Åkerlund began piano lessons at the age of six and completed her studies privately at the Helsinki Conservatory. She earned a Master of Musicology degree from the University of Helsinki, and later studied opera stage directing at the Sibelius Academy, theater studies at the Freie Universität Berlin, and management and international business at Aalto University. She is fluent in Finnish, English, Swedish, German, and French.

In 2017, she founded Helsingin Koominen Ooppera (Comic Opera Helsinki), Finland's newest opera house, inspired by the traditions of Paris's Opéra Comique and Berlin's Komische Oper. The institution aims to broaden opera's accessibility through experimental performances staged in unconventional venues. Under her direction, Comic Opera Helsinki premiered Finland's first immersive opera, Vixen (a reimagining of Janáček's The Cunning Little Vixen), in collaboration with Silent Opera and the Helsinki Festival. The production took place in a historic train station.

== Productions ==

=== As stage director ===
- 2011 – Heta Aho: Himmerrä ja Valo, Musica Nova Helsinki.
- 2011 – Musical: Aallonharjalla, Malmitalo, Helsinki.
- 2015 – Verdi: La Traviata, 3rd International Music Festival Putikon Hovi (winner: Best Stage Direction, Best Leading Performance).
- 2015 – Tchaikovsky: Eugen Onegin, St. Petersburg and Punkaharju Finland.
- 2018 – Moniuszko: Halka, Helsinki Opera Festival, Comic Opera Helsinki.
- 2018 – Sallinen: The Red Line, Kemi City Orchestra.

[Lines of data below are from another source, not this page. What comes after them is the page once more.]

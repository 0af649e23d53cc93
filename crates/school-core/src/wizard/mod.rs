//! Multi-step account flows (sign-up and password recovery)
//!
//! A flow is a [`WizardState`] moved through numbered steps by
//! [`WizardState::advance`] and [`WizardState::retreat`], each forward move
//! gated by [`validate_step`]. [`FlowSession`] adds the timers: the OTP
//! resend cooldown and the delayed submission.
//!
//! ```text
//! signup:   1 Identification -> 2 Profile -> 3 Verification -> 4 Security -> Done
//! recovery: 1 Identification -> 2 Verification -> 3 NewPassword -> Done
//! ```

pub mod engine;
pub mod session;
pub mod types;
pub mod validate;

pub use session::{FlowSession, SharedWizardState};
pub use types::{
    AccountStatus, Branch, FlowKind, FlowOutcome, OtpState, OutcomeRecord, PasswordReset, Profile,
    Registration, Role, SignupPolicy, StaffIdKind, Step, StepError, StepKind, StudentIdKind,
    VerifyChannel, WizardOptions, WizardState,
};
pub use validate::{age_in_years, password_strength, validate_step, MIN_PASSWORD_SCORE};

pub const MSG_ACCOUNT_CREATED: &str = "Account created! You can sign in now.";
pub const MSG_REQUEST_SENT: &str = "Request sent! You will receive an e-mail once it is approved.";
pub const MSG_PASSWORD_UPDATED: &str = "Password updated! You can sign in now.";
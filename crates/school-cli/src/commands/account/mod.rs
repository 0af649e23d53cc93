//! Account commands
//!
//! Sign-up, password recovery and sign-in.

mod flows;
mod helpers;
mod types;

use anyhow::Result;
use school_core::auth::{self, LoginRequest};
use school_core::Error;

use crate::commands::Context;
use crate::output::{print_json, print_single, print_success, OutputFormat};

// Re-export public types
pub use types::AccountAction;
use types::SessionRow;

pub async fn execute(ctx: &Context, action: AccountAction) -> Result<()> {
    match action {
        AccountAction::Signup(args) => flows::signup(ctx, args).await,
        AccountAction::Recover(args) => flows::recover(ctx, args).await,
        AccountAction::Login { identifier, password, role, remember } => {
            login(ctx, identifier, password, role, remember).await
        }
    }
}

async fn login(
    ctx: &Context,
    identifier: String,
    password: String,
    role: school_core::Role,
    remember: bool,
) -> Result<()> {
    let request = LoginRequest { identifier, password, role, remember };

    let session = match auth::login(&request).await {
        Ok(session) => session,
        Err(Error::Validation(message)) => anyhow::bail!(message),
        Err(e) => return Err(e.into()),
    };

    if ctx.format == OutputFormat::Json {
        return print_json(&session);
    }

    print_success(&format!("Signed in as {}", session.identifier), ctx.quiet);
    if !ctx.quiet {
        print_single(&SessionRow::from(&session), ctx.format)?;
    }
    Ok(())
}
/// Count items per subject or per class.
///
/// Subjects appear in first-seen order and only when used. Classes follow
/// roster order and are always all present, zero-filled; individual items add
/// one per selected student to that student's class.
pub fn aggregate_by_dimension(
    items: &[&Item],
    dimension: Dimension,
    roster: &Roster,
) -> Vec<DimensionCount> {
    match dimension {
        Dimension::Subject => {
            let mut counts: Vec<DimensionCount> = Vec::new();
            for item in items {
                match counts.iter_mut().find(|c| c.key == item.subject) {
                    Some(entry) => entry.count += 1,
                    None => counts.push(DimensionCount {
                        key: item.subject.clone(),
                        label: item.subject.clone(),
                        count: 1,
                    }),
                }
            }
            counts
        }
        Dimension::Class => {
            let mut counts: HashMap<&str, usize> = HashMap::new();
            for item in items {
                match item.scope {
                    ItemScope::General => {
                        for class_id in &item.class_ids {
                            *counts.entry(class_id.as_str()).or_default() += 1;
                        }
                    }
                    ItemScope::Individual => {
                        for sid in &item.student_ids {
                            if let Some(class_id) = roster.class_of_student(sid) {
                                *counts.entry(class_id).or_default() += 1;
                            }
                        }
                    }
                }
            }

            roster
                .classes
                .iter()
                .map(|class| DimensionCount {
                    key: class.id.clone(),
                    label: class.name.clone(),
                    count: counts.get(class.id.as_str()).copied().unwrap_or(0),
                })
                .collect()
        }
    }
}

/// Items due now or later, soonest first, at most `limit`
pub fn rank_upcoming<'a>(items: &[&'a Item], limit: usize, now: NaiveDateTime) -> Vec<&'a Item> {
    let mut upcoming: Vec<&Item> = items
        .iter()
        .copied()
        .filter(|i| i.due_at.is_some_and(|d| d >= now))
        .collect();
    upcoming.sort_by_key(|i| i.due_at);
    upcoming.truncate(limit);
    upcoming
}

/// Headline counts over an already-filtered set
pub fn compute_kpis(items: &[&Item], now: NaiveDateTime) -> Kpis {
    items.iter().fold(Kpis::default(), |mut k, item| {
        k.total += 1;
        match item.kind {
            ItemKind::Activity => k.activity_count += 1,
            ItemKind::Assessment => k.assessment_count += 1,
        }
        match item.scope {
            ItemScope::General => k.general_count += 1,
            ItemScope::Individual => k.individual_count += 1,
        }
        if item.due_at.is_some_and(|d| d < now) {
            k.overdue_count += 1;
        }
        k
    })
}

/// Per-scope counts for the scope pie, general first
pub fn scope_breakdown(items: &[&Item]) -> Vec<(ItemScope, usize)> {
    let general = items
        .iter()
        .filter(|i| i.scope == ItemScope::General)
        .count();
    vec![
        (ItemScope::General, general),
        (ItemScope::Individual, items.len() - general),
    ]
}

=== As assistant stage director and stage manager ===
- 2006 – Haydn: L’Isola disabitata, Finnish Chamber Opera (assistant stage director and stage manager).
- 2006 – Sallinen: The Red Line; Pacius: Kung Karls Jakt; Tchaikovsky: Eugene Onegin (stage director trainee, Finnish National Opera).
- 2007 – Kuusisto: Risto Ryti - vapauden vanki (production assistant, Finnish Chamber Opera).
- 2007 – Pohjola: Kaksi kamarioopperaa rakkaudesta (assistant stage director, stage manager; Helsinki Festival & Turku Music Festival).
- 2008 – Händel: Acis and Galatea, Finnish Chamber Opera (assistant stage director and stage manager; stage director Vilppu Kiljunen).
- 2009 – Haydn: Il mondo della luna, Kulttuuritalo Gloria (assistant stage director; stage director Ville Saukkonen).
- 2009 – Holst: The Planets (stage manager, video art coordinator; Helsinki Festival, Helsinki Philharmonic Orchestra; conductor John Storgårds; video artist Petri Ruikka).
- 2012 – Wagner: Tristan und Isolde (assistant stage manager; Helsinki Festival, Baltic Sea Festival Stockholm; Radio Symphony Orchestra Helsinki; conductor Esa-Pekka Salonen; stage director Peter Sellars).
- 2013 – Mozart: Don Giovanni (assistant stage director and stage manager; New Generation Opera, Helsinki Festival; stage director Erik Söderblom).
- 2013 – Hyytiäinen: La Figure de la Terre (assistant stage director and stage manager; Sophiensaele, Berlin; stage director Jaakko Nousiainen).
- 2014 – Hyytiäinen: Aikainen 3D Opera (Grimeborn Festival London; stage director Jaakko Nousiainen).
- 2014 – Bertelsmeier: Querelle (Deutsche Oper Berlin; stage director Tilman Hecker).
- 2015 – Strauss: Salome (stage director Kirill Serebrennikov; Stuttgart Opera); Ayres: Peter Pan.
- 2015 – Pohjola: Harrbådan neito; Sibelius: Neito tornissa (assistant stage director and stage manager; stage director Aku-Petteri Pahkamäki; West Coast Kokkola Opera).
- 2015 – Puccini: Gianni Schicchi; Bartók: Bluebeard's Castle (Komische Oper Berlin; stage director Calixto Bieito).
- 2016 – Wagner: Die Meistersinger von Nürnberg (stage director David Bösch); Halévy: La Juive (stage director Calixto Bieito; Bavarian State Opera).
- 2016 – Hoffmann: Ahti Karjalainen: elämä, Kekkonen ja teot (reprise direction; stage director Juha Hurme; West Coast Kokkola Opera).

== TV work ==
- 2008 – Risto Ryti - vapauden vanki (DVD studio recording of the Finnish Chamber Opera production; directed by Ilkka Kuusisto).
- 2009 – Talo Ranskassa (French-language educational series; produced by YLE Teema).

== Other work ==
- 2018 – Badisches Staatstheater Karlsruhe: Wagnerstimmen Singing Competition Final (member of the jury).
- 2018 – Kyiv, Ukraine: Theaterfestival GRA (competition; member of the jury).
- 2019–2020 – Badisches Staatstheater Karlsruhe: Executive team member and head of dramaturgy.
- 2020–2023 – Theater Dortmund, Academy for Theatre and Digitality (member of the jury).